▶ _TASK TO CARRY OUT_: Your answer should hold all lines of the entries that include the word "UploadStatus".

▶ _Saved data entries_:
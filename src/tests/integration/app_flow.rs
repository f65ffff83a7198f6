//! The whole shell driven through `handle_event`, without a terminal.

use std::time::Duration;

use crossterm::event::{Event, KeyCode, KeyEvent, KeyModifiers};
use ratatui::{backend::TestBackend, Terminal};

use crate::core::models::TurnRole;
use crate::core::results::{ResultsStatus, ResultsTab};
use crate::core::upload::{UploadPolicy, UploadStatus};
use crate::tests::mocks::{
    accepting_uploads, failing_retriever, replies_with, retriever_with_samples, test_services,
    MockReplyGenerator, MockRetriever, MockUploadProcessor, UploadLog,
};
use crate::tui::app::AppState;
use crate::tui::clipboard::MemoryClipboard;
use crate::tui::events::{Action, AppEvent, Focus, NotificationLevel};
use crate::tui::views::InputMode;

fn key(code: KeyCode) -> AppEvent {
    AppEvent::Input(Event::Key(KeyEvent::new(code, KeyModifiers::NONE)))
}

fn type_text(app: &mut AppState, text: &str) {
    for c in text.chars() {
        app.handle_event(key(KeyCode::Char(c)));
    }
}

fn build(
    retriever: MockRetriever,
    replies: MockReplyGenerator,
    uploads: MockUploadProcessor,
) -> (AppState, UploadLog) {
    let t = test_services(retriever, replies, uploads);
    let app = AppState::new(t.event_rx, t.services, UploadPolicy::default());
    (app, t.uploads)
}

fn default_app() -> (AppState, UploadLog) {
    build(
        retriever_with_samples(),
        replies_with("Grounded answer"),
        accepting_uploads(),
    )
}

async fn settle(app: &mut AppState, ms: u64) {
    tokio::time::sleep(Duration::from_millis(ms)).await;
    app.drain_events();
}

#[tokio::test(start_paused = true)]
async fn test_search_then_discuss() {
    let (mut app, _) = default_app();
    assert_eq!(app.focus, Focus::Search);

    app.handle_event(key(KeyCode::Char('i')));
    assert_eq!(app.input_mode(), InputMode::Insert);
    type_text(&mut app, "ocean warming");
    app.handle_event(key(KeyCode::Enter));

    assert!(app.search.gate().is_searching());
    assert_eq!(app.focus, Focus::Results);
    assert_eq!(app.results.results().status(), &ResultsStatus::Loading);
    assert_eq!(app.search.gate().history().next(), Some("ocean warming"));

    settle(&mut app, 1600).await;
    assert!(!app.search.gate().is_searching());
    assert_eq!(app.results.results().status(), &ResultsStatus::Ready);
    assert_eq!(app.results.results().sources().len(), 3);
    assert_eq!(app.results.results().footer(), "Generated from 3 sources");

    // Open the discussion and ask a follow-up.
    app.handle_event(key(KeyCode::Char('d')));
    assert_eq!(app.results.results().tab(), ResultsTab::Discussion);
    app.handle_event(key(KeyCode::Char('i')));
    type_text(&mut app, "which source is strongest?");
    app.handle_event(key(KeyCode::Enter));

    let discussion = app.results.results().discussion();
    assert!(discussion.is_awaiting_reply());
    assert_eq!(discussion.len(), 3);

    settle(&mut app, 10).await;
    let discussion = app.results.results().discussion();
    assert!(!discussion.is_awaiting_reply());
    let last = discussion.turns().last().unwrap();
    assert_eq!(last.role, TurnRole::Assistant);
    assert_eq!(last.text, "Grounded answer");
}

#[tokio::test(start_paused = true)]
async fn test_blank_search_never_reaches_retriever() {
    let mut retriever = MockRetriever::new();
    retriever.expect_search().times(0);
    let (mut app, _) = build(retriever, replies_with("unused"), accepting_uploads());

    app.handle_event(key(KeyCode::Char('i')));
    type_text(&mut app, "   ");
    app.handle_event(key(KeyCode::Enter));
    settle(&mut app, 2000).await;

    assert!(!app.search.gate().is_searching());
    assert_eq!(app.focus, Focus::Search);
    assert_eq!(app.results.results().status(), &ResultsStatus::Empty);
}

#[tokio::test(start_paused = true)]
async fn test_second_search_ignored_during_display_window() {
    let (mut app, _) = default_app();
    app.handle_event(key(KeyCode::Char('i')));
    type_text(&mut app, "first");
    app.handle_event(key(KeyCode::Enter));

    app.handle_action(Action::FocusSearch);
    app.handle_event(key(KeyCode::Char('i')));
    app.handle_event(AppEvent::Input(Event::Key(KeyEvent::new(
        KeyCode::Char('u'),
        KeyModifiers::CONTROL,
    ))));
    type_text(&mut app, "second");
    app.handle_event(key(KeyCode::Enter));

    assert_eq!(app.results.results().query(), "first");
    assert_eq!(app.search.gate().history().next(), Some("first"));
}

#[tokio::test(start_paused = true)]
async fn test_failed_search_notifies() {
    let (mut app, _) = build(
        failing_retriever(),
        replies_with("unused"),
        accepting_uploads(),
    );
    app.handle_event(key(KeyCode::Char('i')));
    type_text(&mut app, "anything");
    app.handle_event(key(KeyCode::Enter));

    settle(&mut app, 1600).await;
    assert!(matches!(
        app.results.results().status(),
        ResultsStatus::Failed(_)
    ));
    assert!(app
        .notifications
        .iter()
        .any(|n| n.level == NotificationLevel::Error));
}

#[tokio::test(start_paused = true)]
async fn test_history_rerun_starts_search() {
    let (mut app, _) = default_app();
    app.handle_action(Action::FocusHistory);
    app.handle_event(key(KeyCode::Char('j')));
    app.handle_event(key(KeyCode::Enter));

    assert_eq!(app.focus, Focus::Results);
    assert_eq!(
        app.results.results().query(),
        "sustainable development goals"
    );
    assert_eq!(
        app.search.gate().history().next(),
        Some("sustainable development goals")
    );
    assert_eq!(app.search.gate().history_len(), 3);
}

#[tokio::test(start_paused = true)]
async fn test_dropped_pdf_uploads_and_resets() {
    let (mut app, uploads) = default_app();
    app.handle_action(Action::FocusUpload);
    app.handle_event(AppEvent::Input(Event::Paste(
        "/nonexistent/paper.pdf /nonexistent/notes.txt".into(),
    )));
    assert_eq!(app.upload.task().status(), UploadStatus::Uploading);

    settle(&mut app, 50).await;
    assert_eq!(app.upload.task().status(), UploadStatus::Success);
    assert_eq!(app.upload.task().progress(), 100);
    {
        let calls = uploads.lock().unwrap();
        assert_eq!(calls.len(), 1);
        assert_eq!(calls[0].len(), 1);
        assert_eq!(calls[0][0].name, "paper.pdf");
    }
    assert!(app
        .notifications
        .iter()
        .any(|n| n.level == NotificationLevel::Success));

    settle(&mut app, 2000).await;
    assert_eq!(app.upload.task().status(), UploadStatus::Idle);
    assert!(app.upload.task().files().is_empty());
    assert_eq!(uploads.lock().unwrap().len(), 1);
}

#[tokio::test(start_paused = true)]
async fn test_non_pdf_drop_warns_and_stays_idle() {
    let (mut app, uploads) = default_app();
    app.handle_action(Action::FocusUpload);
    app.handle_event(AppEvent::Input(Event::Paste("/nonexistent/notes.txt".into())));

    assert_eq!(app.upload.task().status(), UploadStatus::Idle);
    assert!(app
        .notifications
        .iter()
        .any(|n| n.level == NotificationLevel::Warning));
    settle(&mut app, 50).await;
    assert!(uploads.lock().unwrap().is_empty());
}

#[tokio::test(start_paused = true)]
async fn test_copy_latest_reply() {
    let t = test_services(
        retriever_with_samples(),
        replies_with("Grounded answer"),
        accepting_uploads(),
    );
    let clipboard: std::sync::Arc<MemoryClipboard> = t.clipboard.clone();
    let mut app = AppState::new(t.event_rx, t.services, UploadPolicy::default());

    app.handle_event(key(KeyCode::Char('i')));
    type_text(&mut app, "coral");
    app.handle_event(key(KeyCode::Enter));
    settle(&mut app, 1600).await;
    app.handle_event(key(KeyCode::Char('d')));

    // Only the research summary so far.
    app.handle_event(key(KeyCode::Char('y')));
    let summary = clipboard.last().unwrap();
    assert!(summary.contains("coral"));

    app.handle_event(key(KeyCode::Char('i')));
    type_text(&mut app, "why?");
    app.handle_event(key(KeyCode::Enter));
    app.handle_event(key(KeyCode::Esc));

    // Placeholder is never copied.
    app.handle_event(key(KeyCode::Char('y')));
    assert_eq!(clipboard.last(), Some(summary));

    settle(&mut app, 10).await;
    app.handle_event(key(KeyCode::Char('y')));
    assert_eq!(clipboard.last().as_deref(), Some("Grounded answer"));
    assert_eq!(clipboard.len(), 3);
    settle(&mut app, 1).await;
    assert!(app
        .notifications
        .iter()
        .any(|n| n.message == "Copied to clipboard"));
}

#[tokio::test]
async fn test_help_modal_swallows_keys() {
    let (mut app, _) = default_app();
    app.handle_event(key(KeyCode::Char('?')));
    assert!(app.show_help);

    app.handle_event(key(KeyCode::Char('q')));
    assert!(app.running);

    app.handle_event(key(KeyCode::Esc));
    assert!(!app.show_help);

    app.handle_event(key(KeyCode::Char('q')));
    assert!(!app.running);
}

#[tokio::test]
async fn test_tab_cycles_views() {
    let (mut app, _) = default_app();
    app.handle_event(key(KeyCode::Tab));
    assert_eq!(app.focus, Focus::Results);
    app.handle_event(AppEvent::Input(Event::Key(KeyEvent::new(
        KeyCode::BackTab,
        KeyModifiers::SHIFT,
    ))));
    assert_eq!(app.focus, Focus::Search);
    app.handle_event(key(KeyCode::Char('4')));
    assert_eq!(app.focus, Focus::Upload);
}

#[tokio::test]
async fn test_notifications_dedup_and_cap() {
    let (mut app, _) = default_app();
    for i in 0..5 {
        app.push_notification(format!("note {i}"), NotificationLevel::Info);
    }
    app.push_notification("note 4".into(), NotificationLevel::Info);
    assert_eq!(app.notifications.len(), 3);
    assert_eq!(app.notifications[0].message, "note 2");
}

#[tokio::test]
async fn test_renders_every_view() {
    let (mut app, _) = default_app();
    let mut terminal = Terminal::new(TestBackend::new(100, 30)).unwrap();

    for focus in Focus::ALL {
        app.focus = focus;
        terminal.draw(|frame| app.render(frame)).unwrap();
        let text: String = terminal
            .backend()
            .buffer()
            .content()
            .iter()
            .map(|c| c.symbol())
            .collect();
        assert!(text.contains("RESEARCH"));
    }

    app.show_help = true;
    terminal.draw(|frame| app.render(frame)).unwrap();
    let text: String = terminal
        .backend()
        .buffer()
        .content()
        .iter()
        .map(|c| c.symbol())
        .collect();
    assert!(text.contains("Keybindings"));
}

▶ _TASK RESULT_:
use crate::core::upload::{UploadPolicy, UploadStatus};
    assert_eq!(app.upload.task().status(), UploadStatus::Uploading);
    assert_eq!(app.upload.task().status(), UploadStatus::Success);
    assert_eq!(app.upload.task().status(), UploadStatus::Idle);
    assert_eq!(app.upload.task().status(), UploadStatus::Idle);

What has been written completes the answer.